■ **EXCERPTED DATA**
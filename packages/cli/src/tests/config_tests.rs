use crate::config::{Config, ConfigError};
use pretty_assertions::assert_eq;
use rstest::rstest;
use serial_test::serial;
use std::collections::HashMap;
use std::env;
use std::path::PathBuf;

fn lookup_from(pairs: &[(&str, &str)]) -> impl Fn(&str) -> Option<String> {
    let vars: HashMap<String, String> = pairs
        .iter()
        .map(|(k, v)| (k.to_string(), v.to_string()))
        .collect();
    move |name| vars.get(name).cloned()
}

#[test]
fn test_config_defaults() {
    let config = Config::from_lookup(lookup_from(&[])).unwrap();

    assert_eq!(config.port, 4100);
    assert_eq!(config.host, "127.0.0.1");
    assert_eq!(config.cors_origin, "http://localhost:5173");
    assert_eq!(config.db_max_connections, 10);
    assert_eq!(config.db_busy_timeout_secs, 30);
    assert!(config.database_path.ends_with("reqhub.db"));
}

#[test]
fn test_config_with_all_custom() {
    let config = Config::from_lookup(lookup_from(&[
        ("REQHUB_API_PORT", "3000"),
        ("REQHUB_API_HOST", "0.0.0.0"),
        ("REQHUB_CORS_ORIGIN", "https://app.example.com"),
        ("REQHUB_DATABASE_PATH", "/var/lib/reqhub/data.db"),
        ("REQHUB_DB_MAX_CONNECTIONS", "4"),
        ("REQHUB_DB_BUSY_TIMEOUT_SECS", "5"),
    ]))
    .unwrap();

    assert_eq!(config.port, 3000);
    assert_eq!(config.host, "0.0.0.0");
    assert_eq!(config.cors_origin, "https://app.example.com");
    assert_eq!(config.database_path, PathBuf::from("/var/lib/reqhub/data.db"));

    let storage = config.storage_config();
    assert_eq!(storage.max_connections, 4);
    assert_eq!(storage.busy_timeout_seconds, 5);
}

#[rstest]
#[case(&[("PORT", "8080")], 8080)]
#[case(&[("REQHUB_API_PORT", "9000"), ("PORT", "8080")], 9000)]
fn test_port_precedence(#[case] vars: &[(&str, &str)], #[case] expected: u16) {
    let config = Config::from_lookup(lookup_from(vars)).unwrap();
    assert_eq!(config.port, expected);
}

#[test]
fn test_config_invalid_port() {
    let result = Config::from_lookup(lookup_from(&[("REQHUB_API_PORT", "not-a-number")]));
    assert!(matches!(result.unwrap_err(), ConfigError::InvalidPort(_)));
}

#[test]
fn test_config_port_zero() {
    let result = Config::from_lookup(lookup_from(&[("PORT", "0")]));
    assert!(matches!(result.unwrap_err(), ConfigError::PortOutOfRange(0)));
}

#[rstest]
#[case("REQHUB_DB_MAX_CONNECTIONS", "zero")]
#[case("REQHUB_DB_MAX_CONNECTIONS", "0")]
#[case("REQHUB_DB_BUSY_TIMEOUT_SECS", "-1")]
fn test_config_invalid_numbers(#[case] name: &str, #[case] value: &str) {
    let result = Config::from_lookup(lookup_from(&[(name, value)]));
    assert!(matches!(
        result.unwrap_err(),
        ConfigError::InvalidNumber { .. }
    ));
}

#[test]
#[serial]
fn test_config_reads_process_environment() {
    env::set_var("REQHUB_API_PORT", "4321");
    env::set_var("REQHUB_CORS_ORIGIN", "https://example.com");

    let config = Config::from_env().unwrap();

    assert_eq!(config.port, 4321);
    assert_eq!(config.cors_origin, "https://example.com");

    env::remove_var("REQHUB_API_PORT");
    env::remove_var("REQHUB_CORS_ORIGIN");
}
// ABOUTME: Input validation helpers shared across packages
// ABOUTME: Title checks and string truncation for log-safe output

use thiserror::Error;

/// Maximum accepted length of a meeting title
pub const MAX_TITLE_LENGTH: usize = 200;

#[derive(Error, Debug, Clone, PartialEq)]
pub enum ValidationError {
    #[error("{field} must not be empty")]
    Empty { field: &'static str },
    #[error("{field} must be at most {max} characters")]
    TooLong { field: &'static str, max: usize },
}

/// Validate a user supplied title and return it trimmed
pub fn validate_title(title: &str) -> Result<String, ValidationError> {
    let trimmed = title.trim();
    if trimmed.is_empty() {
        return Err(ValidationError::Empty { field: "title" });
    }
    if trimmed.chars().count() > MAX_TITLE_LENGTH {
        return Err(ValidationError::TooLong {
            field: "title",
            max: MAX_TITLE_LENGTH,
        });
    }
    Ok(trimmed.to_string())
}

/// Truncate a string to `max_chars` characters, appending "..." when cut
pub fn truncate(s: &str, max_chars: usize) -> String {
    if s.chars().count() <= max_chars {
        s.to_string()
    } else {
        let cut: String = s.chars().take(max_chars).collect();
        format!("{}...", cut)
    }
}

■ **REQUIRED WORK**
Write out only the final block of lines, starting at the line with "s.to_string()" and running to the end of the material.

■ **WRITTEN ANSWER**
        s.to_string()
    } else {
        let cut: String = s.chars().take(max_chars).collect();
        format!("{}...", cut)
    }
}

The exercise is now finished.